An expert in using microbial fuel cells (MFCs) to generate power, Ieropoulos is the first to figure out how to turn urine directly into energy. The MFCs contain live organisms, or bugs, just like those found in soil and human digestion. In his process, urine is basically a food source for MFCs. They produce electrons, or electricity, as they eat the urine.

"One product that we can be sure of an unending supply is our own urine," Ieropoulos said in a statement. "The beauty of this fuel source is that we are not relying on the erratic nature of the wind or the sun. We are actually re-using waste to create energy."

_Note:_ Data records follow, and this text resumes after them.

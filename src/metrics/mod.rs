pub mod middleware;
pub mod registry;

use axum::{
    http::StatusCode,
    response::{IntoResponse, Response},
};
use prometheus::{Encoder, TextEncoder};

use crate::errors::Failure;

/// Handler for the /metrics endpoint
/// Returns metrics in Prometheus exposition format
pub async fn metrics_handler() -> Response {
    let encoder = TextEncoder::new();
    let metric_families = prometheus::gather();

    let mut buffer = Vec::new();
    match encoder.encode(&metric_families, &mut buffer) {
        Ok(_) => {
            let body = String::from_utf8(buffer).unwrap_or_default();
            (
                StatusCode::OK,
                [("Content-Type", encoder.format_type())],
                body,
            )
                .into_response()
        }
        Err(e) => {
            tracing::error!("Failed to encode metrics: {}", e);
            Failure::Other(anyhow::anyhow!("Failed to encode metrics: {}", e)).into_response()
        }
    }
}

pub use registry::{ERROR_RESPONSES_TOTAL, HTTP_REQUESTS_TOTAL, HTTP_REQUEST_DURATION_SECONDS};
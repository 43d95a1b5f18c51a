//! Status-code → error descriptor table

use lazy_static::lazy_static;
use serde_json::Value;
use std::collections::BTreeMap;

use super::codes::ErrorCode;

/// A canonical error: machine-readable code, message and optional diagnostics
#[derive(Debug, Clone, PartialEq)]
pub struct ErrorDescriptor {
    pub code: ErrorCode,
    pub message: &'static str,
    pub extra: Option<Value>,
}

impl ErrorDescriptor {
    pub fn new(code: ErrorCode) -> Self {
        Self {
            code,
            message: code.message(),
            extra: None,
        }
    }

    /// Copy of this descriptor carrying diagnostic context
    pub fn with_extra(&self, extra: Value) -> Self {
        Self {
            extra: Some(extra),
            ..self.clone()
        }
    }

    /// Path of the error document the HAL `self` link points at
    pub fn href(&self) -> String {
        format!("/_matrix/errors/{}", self.code.as_str().to_lowercase())
    }
}

/// Immutable mapping from HTTP status code to [`ErrorDescriptor`]
#[derive(Debug)]
pub struct Catalogue {
    entries: BTreeMap<u16, ErrorDescriptor>,
    fallback: ErrorDescriptor,
}

impl Catalogue {
    /// Table covering every standard 4xx/5xx status
    pub fn standard() -> Self {
        let entries = ErrorCode::ALL
            .into_iter()
            .map(|code| (code.status_code(), ErrorDescriptor::new(code)))
            .collect();

        Self {
            entries,
            fallback: ErrorDescriptor::new(ErrorCode::InternalServerError),
        }
    }

    /// Descriptor for `status`, or the internal-server-error one when unmapped
    pub fn lookup(&self, status: u16) -> &ErrorDescriptor {
        self.entries.get(&status).unwrap_or(&self.fallback)
    }

    /// Reverse lookup by errcode, ignoring case
    pub fn find(&self, errcode: &str) -> Option<&ErrorDescriptor> {
        let code = ErrorCode::parse(errcode)?;
        self.entries.get(&code.status_code())
    }

    /// All `(status, descriptor)` pairs in status order
    pub fn entries(&self) -> impl Iterator<Item = (u16, &ErrorDescriptor)> {
        self.entries.iter().map(|(status, d)| (*status, d))
    }

    pub fn len(&self) -> usize {
        self.entries.len()
    }

    pub fn is_empty(&self) -> bool {
        self.entries.is_empty()
    }
}

lazy_static! {
    /// Process-wide catalogue, read-only once built
    pub static ref CATALOGUE: Catalogue = Catalogue::standard();
}

/// Force construction of [`CATALOGUE`] before serving traffic
pub fn init() {
    lazy_static::initialize(&CATALOGUE);
}

/// Descriptor for an HTTP status code; never fails
pub fn lookup(status: u16) -> &'static ErrorDescriptor {
    CATALOGUE.lookup(status)
}

/// Descriptor for an errcode such as `M_NOT_FOUND` (case-insensitive)
pub fn find(errcode: &str) -> Option<&'static ErrorDescriptor> {
    CATALOGUE.find(errcode)
}

#[cfg(test)]
mod tests {
    use super::*;
    use serde_json::json;
    use std::collections::HashSet;

    const STANDARD_STATUSES: [u16; 40] = [
        400, 401, 402, 403, 404, 405, 406, 407, 408, 409, 410, 411, 412, 413, 414, 415, 416,
        417, 418, 421, 422, 423, 424, 425, 426, 428, 429, 431, 451, 500, 501, 502, 503, 504, 505,
        506, 507, 508, 510, 511,
    ];

    #[test]
    fn test_every_standard_status_is_mapped() {
        for status in STANDARD_STATUSES {
            let descriptor = lookup(status);
            let code = descriptor.code.as_str();
            assert!(!code.is_empty());
            assert!(code.starts_with("M_"), "{status} -> {code}");
            assert_eq!(code, code.to_uppercase());
            assert_eq!(descriptor.code.status_code(), status);
        }
        assert_eq!(CATALOGUE.len(), STANDARD_STATUSES.len());
    }

    #[test]
    fn test_unmapped_status_falls_back_to_internal_error() {
        for status in [499, 200, 302, 599, 0] {
            assert_eq!(lookup(status).code, ErrorCode::InternalServerError);
            assert_eq!(lookup(status).message, "Internal Server Error");
        }
    }

    #[test]
    fn test_errcodes_are_unique() {
        let mut seen = HashSet::new();
        for (_, descriptor) in CATALOGUE.entries() {
            assert!(seen.insert(descriptor.code.as_str()), "{}", descriptor.code);
        }
    }

    #[test]
    fn test_lookup_is_idempotent() {
        for status in STANDARD_STATUSES {
            assert_eq!(lookup(status), lookup(status));
        }
    }

    #[test]
    fn test_descriptors_carry_no_extra_by_default() {
        assert!(CATALOGUE.entries().all(|(_, d)| d.extra.is_none()));
    }

    #[test]
    fn test_with_extra_leaves_catalogue_untouched() {
        let detailed = lookup(404).with_extra(json!({"path": "/nope"}));
        assert_eq!(detailed.code, ErrorCode::NotFound);
        assert!(detailed.extra.is_some());
        assert!(lookup(404).extra.is_none());
    }

    #[test]
    fn test_href() {
        assert_eq!(lookup(404).href(), "/_matrix/errors/m_not_found");
    }

    #[test]
    fn test_find() {
        assert_eq!(find("m_teapot").map(|d| d.code), Some(ErrorCode::Teapot));
        assert!(find("M_UNKNOWN").is_none());
    }
}
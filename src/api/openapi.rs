use utoipa::OpenApi;

use crate::api::handlers::{HealthResponse, VersionsResponse};
use crate::errors::{ErrorBody, ErrorCode};
use crate::hal::HalLink;

#[derive(OpenApi)]
#[openapi(
    info(
        title = "Matrix Scaffold",
        version = "0.1.0",
        description = "A scaffold for Matrix-style HTTP APIs. Every failure is answered with a Matrix errcode body, either flat JSON or a HAL document linking to /_matrix/errors/{code}.",
    ),
    paths(
        crate::api::handlers::health,
        crate::api::handlers::health_live,
        crate::api::handlers::versions,
        crate::api::handlers::list_errors,
        crate::api::handlers::get_error,
    ),
    components(
        schemas(
            ErrorBody,
            ErrorCode,
            HalLink,
            HealthResponse,
            VersionsResponse,
        )
    ),
    tags(
        (name = "health", description = "Health check endpoints"),
        (name = "client", description = "Client-server API endpoints"),
        (name = "errors", description = "Error catalogue documents"),
    )
)]
pub struct ApiDoc;
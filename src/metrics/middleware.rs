use axum::{
    extract::{MatchedPath, Request},
    middleware::Next,
    response::Response,
};
use std::time::Instant;

use super::registry::{HTTP_REQUESTS_TOTAL, HTTP_REQUEST_DURATION_SECONDS};

/// Middleware to track HTTP request metrics
pub async fn track_metrics(req: Request, next: Next) -> Response {
    let start = Instant::now();
    let method = req.method().to_string();
    // Route template rather than raw path; unmatched requests share one label
    let path = req
        .extensions()
        .get::<MatchedPath>()
        .map(|p| p.as_str().to_string())
        .unwrap_or_else(|| "unmatched".to_string());

    // Process the request
    let response = next.run(req).await;

    // Record metrics
    let duration = start.elapsed().as_secs_f64();
    let status = response.status().as_u16().to_string();

    HTTP_REQUESTS_TOTAL
        .with_label_values(&[&method, &path, &status])
        .inc();

    HTTP_REQUEST_DURATION_SECONDS
        .with_label_values(&[&method, &path])
        .observe(duration);

    response
}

At the Bristol Robotics Laboratory in Bristol, England, jars of human urine are attached to a series of cylinders, which contain the MFCs. The urine runs through three cylinders, repeating the cycle three times. After the third pass, there's enough energy to power a cell phone.

When Ieropoulos tested the MFC/urine combination on a Samsung phone, the charge lasted long enough to send a few text messages, browse the web and make a quick voice call.

He sees a future where the system is installed in smart toilets that can power items throughout a house. The research is funded in part by the Gates Foundation, the Technology Strategy Board and the Engineering and Physical Sciences Research Council.

"Using the ultimate waste product as a source of power to produce electricity is about as eco as it gets," Ieropoulos said in a statement.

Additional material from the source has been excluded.